[DIRECTIONS FOR THIS TASK] Among the records below, find the lines that contain "than" and copy each of them.

[PROVIDED ENTRIES]
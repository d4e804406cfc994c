//! Error types for loading configuration documents and resolving parameters.
//!
//! Load errors are fatal on startup and recoverable on reload: a failed
//! reload reports the error and leaves the previous configuration active.
//! Lookup errors always carry the identifier that was not found.
//!
//! Inconsistencies found while merging a task override are not errors of
//! this module; they are collected per parameter as
//! [`ConfigInconsistency`](crate::ConfigInconsistency) values.

use std::io;

use crate::models::ModelRole;
use crate::param::{ParamValue, SpecViolation, Stage, ValueType};

/// Result type alias for resolver operations.
pub type Result<T, E = Error> = std::result::Result<T, E>;

/// The parameter catalog document could not be loaded.
#[derive(Debug, thiserror::Error)]
pub enum CatalogLoadError {
    #[error("failed to read parameter catalog from {origin}")]
    Io {
        origin: String,
        #[source]
        error: io::Error,
    },
    #[error("parameter catalog {origin} is not valid JSON of the expected shape")]
    Malformed {
        origin: String,
        #[source]
        error: serde_json::Error,
    },
    #[error("parameter catalog declares unknown stage '{stage}'")]
    UnknownStage { stage: String },
    #[error("parameter catalog declares stage '{stage}' more than once")]
    DuplicateStage { stage: Stage },
    #[error("parameter '{parameter}' in stage '{stage}' is malformed")]
    MalformedParameter {
        stage: Stage,
        parameter: String,
        #[source]
        error: serde_json::Error,
    },
    #[error("parameter '{parameter}' in stage '{stage}' is invalid: {violation}")]
    InvalidParameter {
        stage: Stage,
        parameter: String,
        violation: SpecViolation,
    },
}

/// The task override document could not be loaded or does not match the
/// catalog and task registry it is applied to.
#[derive(Debug, thiserror::Error)]
pub enum OverrideLoadError {
    #[error("failed to read task overrides from {origin}")]
    Io {
        origin: String,
        #[source]
        error: io::Error,
    },
    #[error("task overrides {origin} are not valid JSON of the expected shape")]
    Malformed {
        origin: String,
        #[source]
        error: serde_json::Error,
    },
    #[error("overrides reference unknown task '{task}'")]
    UnknownTask { task: String },
    #[error("overrides for task '{task}' reference unknown stage '{stage}'")]
    UnknownStage { task: String, stage: String },
    #[error("overrides for task '{task}' declare stage '{stage}' more than once")]
    DuplicateStage { task: String, stage: Stage },
    #[error("overrides for task '{task}' reference unknown parameter '{stage}.{parameter}'")]
    UnknownParameter {
        task: String,
        stage: Stage,
        parameter: String,
    },
    #[error("override for '{stage}.{parameter}' of task '{task}' is malformed")]
    MalformedRecord {
        task: String,
        stage: Stage,
        parameter: String,
        #[source]
        error: serde_json::Error,
    },
}

/// The task registry document could not be loaded.
#[derive(Debug, thiserror::Error)]
pub enum RegistryLoadError {
    #[error("failed to read task registry from {origin}")]
    Io {
        origin: String,
        #[source]
        error: io::Error,
    },
    #[error("task registry {origin} is not valid JSON of the expected shape")]
    Malformed {
        origin: String,
        #[source]
        error: serde_json::Error,
    },
    #[error("task '{task}' is malformed")]
    MalformedTask {
        task: String,
        #[source]
        error: serde_json::Error,
    },
    #[error("task '{task}' lists unknown stage '{stage}'")]
    UnknownStage { task: String, stage: String },
    #[error("task '{task}' lists stage '{stage}' more than once")]
    DuplicateStage { task: String, stage: Stage },
    #[error("task '{task}' lists unknown model role '{role}'")]
    UnknownModelRole { task: String, role: String },
}

/// The model catalog document could not be loaded.
#[derive(Debug, thiserror::Error)]
pub enum ModelCatalogLoadError {
    #[error("failed to read model catalog from {origin}")]
    Io {
        origin: String,
        #[source]
        error: io::Error,
    },
    #[error("model catalog {origin} is not valid JSON of the expected shape")]
    Malformed {
        origin: String,
        #[source]
        error: serde_json::Error,
    },
    #[error("model catalog declares unknown group '{group}'")]
    UnknownGroup { group: String },
    #[error("model '{model}' is listed under {expected} but declares role {found}")]
    RoleMismatch {
        model: String,
        expected: ModelRole,
        found: ModelRole,
    },
    #[error("model '{model}' is listed more than once for role {role}")]
    DuplicateModel { role: ModelRole, model: String },
}

/// The parameter documentation document could not be loaded or describes
/// parameters the catalog does not have.
#[derive(Debug, thiserror::Error)]
pub enum DocumentationLoadError {
    #[error("failed to read parameter documentation from {origin}")]
    Io {
        origin: String,
        #[source]
        error: io::Error,
    },
    #[error("parameter documentation {origin} is not valid JSON of the expected shape")]
    Malformed {
        origin: String,
        #[source]
        error: serde_json::Error,
    },
    #[error("parameter documentation declares unknown stage '{stage}'")]
    UnknownStage { stage: String },
    #[error("parameter documentation declares stage '{stage}' more than once")]
    DuplicateStage { stage: Stage },
    #[error("documentation of '{stage}.{parameter}' is malformed")]
    MalformedEntry {
        stage: Stage,
        parameter: String,
        #[source]
        error: serde_json::Error,
    },
    #[error("documentation references unknown parameter '{stage}.{parameter}'")]
    UnknownParameter { stage: Stage, parameter: String },
    #[error("documentation of '{stage}.{parameter}' describes options but the parameter has none")]
    OptionsWithoutChoices { stage: Stage, parameter: String },
    #[error("documentation of '{stage}.{parameter}' describes unknown option '{option}'")]
    UnknownOption {
        stage: Stage,
        parameter: String,
        option: String,
    },
}

/// Errors returned by the resolver and its registries.
#[derive(Debug, thiserror::Error)]
pub enum Error {
    #[error(transparent)]
    CatalogLoad(#[from] CatalogLoadError),
    #[error(transparent)]
    OverrideLoad(#[from] OverrideLoadError),
    #[error(transparent)]
    RegistryLoad(#[from] RegistryLoadError),
    #[error(transparent)]
    ModelCatalogLoad(#[from] ModelCatalogLoadError),
    #[error(transparent)]
    DocumentationLoad(#[from] DocumentationLoadError),

    #[error("unknown task '{task}'")]
    UnknownTask { task: String },
    #[error("unknown stage '{stage}'")]
    UnknownStage { stage: String },
    #[error("unknown parameter '{parameter}' in stage '{stage}'")]
    UnknownParameter { stage: Stage, parameter: String },
    #[error("unknown model role '{role}'")]
    UnknownModelRole { role: String },
    #[error("unknown {role} model '{model}'")]
    UnknownModel { role: ModelRole, model: String },
    #[error("no {role} models are available")]
    NoModelForRole { role: ModelRole },
    #[error("task '{task}' has no {role} model slot")]
    InapplicableModelRole { task: String, role: ModelRole },
    #[error("task '{task}' does not use stage '{stage}'")]
    InapplicableStage { task: String, stage: Stage },
    #[error("value {value} cannot be used as {expected} for '{stage}.{parameter}'")]
    InvalidValue {
        stage: Stage,
        parameter: String,
        expected: ValueType,
        value: ParamValue,
    },
    #[error("resolver was built without configuration sources and cannot reload")]
    NotReloadable,
    #[error("resolver is closed")]
    Closed,
}

impl Error {
    /// Returns `true` if the error reports a document that failed to load.
    #[must_use]
    pub const fn is_load_error(&self) -> bool {
        matches!(
            self,
            Self::CatalogLoad(_)
                | Self::OverrideLoad(_)
                | Self::RegistryLoad(_)
                | Self::ModelCatalogLoad(_)
                | Self::DocumentationLoad(_)
        )
    }

    /// Returns `true` if the error reports an identifier that does not exist.
    #[must_use]
    pub const fn is_not_found(&self) -> bool {
        matches!(
            self,
            Self::UnknownTask { .. }
                | Self::UnknownStage { .. }
                | Self::UnknownParameter { .. }
                | Self::UnknownModelRole { .. }
                | Self::UnknownModel { .. }
        )
    }
}

#[cfg(test)]
mod tests {
    use super::*;

    #[test]
    fn messages_name_the_offending_identifier() {
        let error = Error::UnknownParameter {
            stage: Stage::Decoding,
            parameter: "top_q".into(),
        };
        assert_eq!(error.to_string(), "unknown parameter 'top_q' in stage 'decoding'");
        assert!(error.is_not_found());
        assert!(!error.is_load_error());
    }

    #[test]
    fn load_errors_convert_transparently() {
        let error: Error = OverrideLoadError::UnknownTask {
            task: "Translation".into(),
        }
        .into();
        assert!(error.is_load_error());
        assert_eq!(error.to_string(), "overrides reference unknown task 'Translation'");
    }
}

[EXERCISE RESPONSE]
    #[error("parameter catalog declares stage '{stage}' more than once")]
    #[error("overrides for task '{task}' declare stage '{stage}' more than once")]
    #[error("task '{task}' lists stage '{stage}' more than once")]
    #[error("model '{model}' is listed more than once for role {role}")]
    #[error("parameter documentation declares stage '{stage}' more than once")]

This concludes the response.